Q: The Beers Criteria flag medications that are potentially inappropriate in older patients, but they can also be prescribed appropriately in this population, correct?

A: That's right. The Beers Criteria are really part of an effort to raise awareness of medications that have greater risk in older adults—not that they should never be prescribed, but that clinicians should think carefully before prescribing them. There's also concern that when older patients are simultaneously being prescribed multiple potentially inappropriate medications that have similar risks, that this is where we may see the greatest adverse effects.

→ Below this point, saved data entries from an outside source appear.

use crate::api::asset::{AssetFilter, AssetRow, AssetStats, AssignAsset, CreateAsset};
use crate::api::attendance::{AttendanceStats, CheckInReq, HistoryEntry, HistoryFilter, StatsFilter};
use crate::api::dashboard::Activity;
use crate::api::employee::{CreateEmployee, EmployeeListResponse, EmployeeQuery};
use crate::api::leave_request::{
    ApproveLeave, CreateLeave, LeaveFilter, LeaveListResponse, LeaveResponse,
};
use crate::api::task::{
    CommentRow, CreateTask, NewComment, ProgressUpdate, StatusUpdate, TaskFilter, TaskRow, TaskStats,
};
use crate::api::work_report::{ApproveReport, CreateReport, ReportFilter, ReportRow, ReportStats};
use crate::domain::leave::{LeaveBalance, TypeBalance};
use crate::model::employee::Employee;
use crate::models::{LoginReqDto, RegisterReq};
use utoipa::openapi::security::{HttpAuthScheme, HttpBuilder, SecurityScheme};
use utoipa::{Modify, OpenApi};

#[derive(OpenApi)]
#[openapi(
    info(
        title = "HRM System API",
        version = "1.0.0",
        description = r#"
## Human Resource Management (HRM) System

This API powers a **Human Resource Management (HRM)** system designed to manage core HR operations within an organization.

### 🔹 Key Features
- **Employee Management**
  - Create, update, list, and view employee profiles
- **Attendance Management**
  - Daily check-in/check-out with late and overtime tracking
- **Leave Management**
  - Apply for leave, approve/reject requests, and track balances
- **Task Management**
  - Assignment, progress tracking, and comments
- **Asset Management**
  - Inventory, assignment, and return of company assets
- **Work Reports**
  - Submission, drafts, and approval workflow
- **Dashboard**
  - Role-shaped statistics and recent activity

### 🔐 Security
Most endpoints are protected using **JWT Bearer authentication**.
Only authorized roles such as **Admin** or **HR** can access sensitive operations.

### 📦 Response Format
- JSON-based RESTful responses
- Pagination supported for list endpoints

---
Built with **Rust**, **Actix Web**, **SQLx**, and **Utoipa**.
"#,
    ),
    paths(
        crate::auth::handlers::register,
        crate::auth::handlers::login,

        crate::api::employee::create_employee,
        crate::api::employee::get_employee,
        crate::api::employee::list_employees,
        crate::api::employee::update_employee,
        crate::api::employee::delete_employee,

        crate::api::attendance::check_in,
        crate::api::attendance::check_out,
        crate::api::attendance::history,
        crate::api::attendance::stats,

        crate::api::leave_request::leave_list,
        crate::api::leave_request::create_leave,
        crate::api::leave_request::approve_leave,
        crate::api::leave_request::my_balance,
        crate::api::leave_request::employee_balance,

        crate::api::task::create_task,
        crate::api::task::task_list,
        crate::api::task::update_progress,
        crate::api::task::update_status,
        crate::api::task::add_comment,
        crate::api::task::task_stats,

        crate::api::asset::asset_list,
        crate::api::asset::create_asset,
        crate::api::asset::update_asset,
        crate::api::asset::assign_asset,
        crate::api::asset::return_asset,
        crate::api::asset::asset_stats,

        crate::api::work_report::create_report,
        crate::api::work_report::create_draft,
        crate::api::work_report::report_list,
        crate::api::work_report::approve_report,
        crate::api::work_report::report_stats,

        crate::api::dashboard::dashboard_stats,
        crate::api::dashboard::recent_activities,
    ),
    components(
        schemas(
            RegisterReq,
            LoginReqDto,
            CreateEmployee,
            EmployeeQuery,
            EmployeeListResponse,
            Employee,
            CheckInReq,
            HistoryFilter,
            HistoryEntry,
            StatsFilter,
            AttendanceStats,
            CreateLeave,
            LeaveFilter,
            LeaveResponse,
            LeaveListResponse,
            ApproveLeave,
            TypeBalance,
            LeaveBalance,
            CreateTask,
            TaskFilter,
            TaskRow,
            CommentRow,
            ProgressUpdate,
            StatusUpdate,
            NewComment,
            TaskStats,
            CreateAsset,
            AssetFilter,
            AssetRow,
            AssignAsset,
            AssetStats,
            CreateReport,
            ReportFilter,
            ReportRow,
            ApproveReport,
            ReportStats,
            Activity,
        )
    ),
    modifiers(&SecurityAddon),
    tags(
        (name = "Auth", description = "Authentication APIs"),
        (name = "Employee", description = "Employee management APIs"),
        (name = "Attendance", description = "Attendance management APIs"),
        (name = "Leave", description = "Leave management APIs"),
        (name = "Task", description = "Task management APIs"),
        (name = "Asset", description = "Asset management APIs"),
        (name = "Report", description = "Work report APIs"),
        (name = "Dashboard", description = "Dashboard APIs"),
    )
)]
pub struct ApiDoc;

struct SecurityAddon;

impl Modify for SecurityAddon {
    fn modify(&self, openapi: &mut utoipa::openapi::OpenApi) {
        if let Some(components) = openapi.components.as_mut() {
            components.add_security_scheme(
                "bearer_auth",
                SecurityScheme::Http(
                    HttpBuilder::new()
                        .scheme(HttpAuthScheme::Bearer)
                        .bearer_format("JWT")
                        .build(),
                ),
            );
        }
    }
}
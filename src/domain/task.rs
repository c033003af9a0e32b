use chrono::NaiveDate;
use std::str::FromStr;

use crate::model::task::TaskStatus;

/// Progress drives the stored status: 0 means untouched, 100 means done,
/// anything in between is in progress.
pub fn status_for_progress(progress: u8) -> TaskStatus {
    match progress {
        0 => TaskStatus::NotStarted,
        100 => TaskStatus::Completed,
        _ => TaskStatus::InProgress,
    }
}

/// `overdue` is derived at read time, never stored: a task past its due
/// date that is not completed reads as overdue regardless of the stored
/// status.
pub fn effective_status(stored: TaskStatus, due_date: Option<NaiveDate>, today: NaiveDate) -> TaskStatus {
    if stored != TaskStatus::Completed {
        if let Some(due) = due_date {
            if due < today {
                return TaskStatus::Overdue;
            }
        }
    }
    stored
}

/// Statuses a client may write through `PUT /tasks/{id}/status`.
/// `overdue` is rejected because it is derived, not set.
pub fn parse_settable_status(raw: &str) -> Option<TaskStatus> {
    match TaskStatus::from_str(raw).ok()? {
        TaskStatus::Overdue => None,
        status => Some(status),
    }
}

#[cfg(test)]
mod tests {
    use super::*;

    fn d(y: i32, m: u32, day: u32) -> NaiveDate {
        NaiveDate::from_ymd_opt(y, m, day).unwrap()
    }

    #[test]
    fn progress_maps_to_status() {
        assert_eq!(status_for_progress(0), TaskStatus::NotStarted);
        assert_eq!(status_for_progress(50), TaskStatus::InProgress);
        assert_eq!(status_for_progress(100), TaskStatus::Completed);
    }

    #[test]
    fn past_due_incomplete_task_reads_overdue() {
        let today = d(2024, 6, 10);
        assert_eq!(
            effective_status(TaskStatus::InProgress, Some(d(2024, 6, 9)), today),
            TaskStatus::Overdue
        );
        assert_eq!(
            effective_status(TaskStatus::NotStarted, Some(d(2024, 6, 1)), today),
            TaskStatus::Overdue
        );
    }

    #[test]
    fn due_today_is_not_overdue() {
        let today = d(2024, 6, 10);
        assert_eq!(
            effective_status(TaskStatus::InProgress, Some(today), today),
            TaskStatus::InProgress
        );
    }

    #[test]
    fn completed_task_never_reads_overdue() {
        let today = d(2024, 6, 10);
        assert_eq!(
            effective_status(TaskStatus::Completed, Some(d(2024, 1, 1)), today),
            TaskStatus::Completed
        );
    }

    #[test]
    fn overdue_is_not_client_settable() {
        assert_eq!(parse_settable_status("in_progress"), Some(TaskStatus::InProgress));
        assert_eq!(parse_settable_status("completed"), Some(TaskStatus::Completed));
        assert_eq!(parse_settable_status("overdue"), None);
        assert_eq!(parse_settable_status("garbage"), None);
    }
}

It's one thing to be prescribed one medication that could potentially increase your dementia risk, but if you're being simultaneously prescribed two or three or four or five medications, then the combined results could be serious for the patient.

Q: Are there some older women for whom estrogen therapy is indicated?

A: I definitely think that there are some women for whom the benefit-to-risk tradeoff would make sense, but probably it's a smaller number, and I think it's awfully important for older women and clinicians to properly think about and face the risks.

One potential area of concern is that there are some folks who are really hoping or believing that in younger menopausal women, estrogen therapy could somehow be protective of cognition. We don't have good randomized trial data to show that, but there are people who hope or suspect, "Oh, if estrogen is taken right around the time of menopause, could it mean that a woman is less likely to develop dementia later on?"

However, we do have quite good randomized trial data saying that when systemic estrogen is administered in the older menopausal years, dementia rates go up. There is a kind of challenge where women whose benefit-to-risk ratio may be more favorable for taking estrogen in early menopause have to really rethink what their risks are in older age.

Q: What are some take-home messages from your research for internal medicine physicians caring for and prescribing for older women?

A: I do think first that we should recognize that systemic estrogen therapy is a potentially inappropriate medication in women aged 65 and older. I do think that there are some women out there who may benefit from estrogen ... but at least older women should be made aware of the risks, including the randomized trial data demonstrating greater risk of stroke and dementia with systemic estrogen therapy if taken in older age.

Also, it's important for clinicians and women to think about the potential synergistic effects of taking multiple simultaneous medications that could increase dementia risk. Maybe if it's valuable for women to take one medication that increases risk, they can think about whether they can stop or get by without another medication that also increases that risk. Really, we want to think about what the cumulative effect is on women's cognitive function and their risk of disability, including cognitive disability, in older age.